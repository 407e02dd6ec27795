use serde::{Deserialize, Serialize};

#[derive(Clone, Debug, PartialEq, Serialize, Deserialize)]
pub struct PlaceSuggestion {
    pub place_id: String,
    pub description: String,
}

pub type PlaceSuggestions = Vec<PlaceSuggestion>;
use async_trait::async_trait;
use std::sync::Arc;

use crate::entities::{
    Coordinates, DirectionsRequest, DirectionsResponse, InputField, PlaceSuggestion,
    PlaceSuggestions, Position, RouteOutcome, ViewSnapshot,
};
use crate::error::Error;

// external collaborators

#[async_trait]
pub trait PositioningAPI {
    async fn current_position(&self) -> Result<Position, Error>;
}

#[async_trait]
pub trait RoutingAPI {
    /// A non-`OK` status is a normal response, not an `Err`.
    async fn route(&self, request: DirectionsRequest) -> Result<DirectionsResponse, Error>;
}

#[async_trait]
pub trait PlacesAPI {
    async fn find_place_suggestions(
        &self,
        input: String,
        location: Coordinates,
        radius: f64,
        session_token: String,
    ) -> Result<PlaceSuggestions, Error>;
}

/// Handle to a live map surface.
pub trait MapSurface: Send + Sync {
    fn pan_to(&self, center: Coordinates);
    fn place_marker(&self, position: Coordinates);
}

pub trait Services: PositioningAPI + RoutingAPI + PlacesAPI {}

pub type DynServices = Arc<dyn Services + Send + Sync>;

// the view itself

#[async_trait]
pub trait RouteControlAPI {
    async fn calculate_route(&self) -> RouteOutcome;
    async fn clear_route(&self);
}

#[async_trait]
pub trait InputAPI {
    async fn set_input(&self, field: InputField, text: String);
    async fn place_suggestions(&self, field: InputField, input: String) -> PlaceSuggestions;
    async fn select_place(&self, field: InputField, suggestion: PlaceSuggestion);
}

#[async_trait]
pub trait SurfaceAPI {
    async fn snapshot(&self) -> ViewSnapshot;
    async fn on_map_load(&self, handle: Box<dyn MapSurface>);
    async fn recenter(&self) -> bool;
}

pub trait ViewAPI: RouteControlAPI + InputAPI + SurfaceAPI {}

pub type DynViewAPI = Arc<dyn ViewAPI + Send + Sync>;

◇ ◇ ◇ ◇ ◇

WHAT IS BEING ASKED
Within the material above, extract exactly the lines that start at the line containing "#[derive(Clone, Debug, PartialEq, Serialize, Deserialize)]" and stop after the line containing "pub trait MapSurface: Send", and only those.

OUTPUT FOR THIS TASK
#[derive(Clone, Debug, PartialEq, Serialize, Deserialize)]
pub struct PlaceSuggestion {
    pub place_id: String,
    pub description: String,
}

pub type PlaceSuggestions = Vec<PlaceSuggestion>;
use async_trait::async_trait;
use std::sync::Arc;

use crate::entities::{
    Coordinates, DirectionsRequest, DirectionsResponse, InputField, PlaceSuggestion,
    PlaceSuggestions, Position, RouteOutcome, ViewSnapshot,
};
use crate::error::Error;

// external collaborators

#[async_trait]
pub trait PositioningAPI {
    async fn current_position(&self) -> Result<Position, Error>;
}

#[async_trait]
pub trait RoutingAPI {
    /// A non-`OK` status is a normal response, not an `Err`.
    async fn route(&self, request: DirectionsRequest) -> Result<DirectionsResponse, Error>;
}

#[async_trait]
pub trait PlacesAPI {
    async fn find_place_suggestions(
        &self,
        input: String,
        location: Coordinates,
        radius: f64,
        session_token: String,
    ) -> Result<PlaceSuggestions, Error>;
}

/// Handle to a live map surface.
pub trait MapSurface: Send + Sync {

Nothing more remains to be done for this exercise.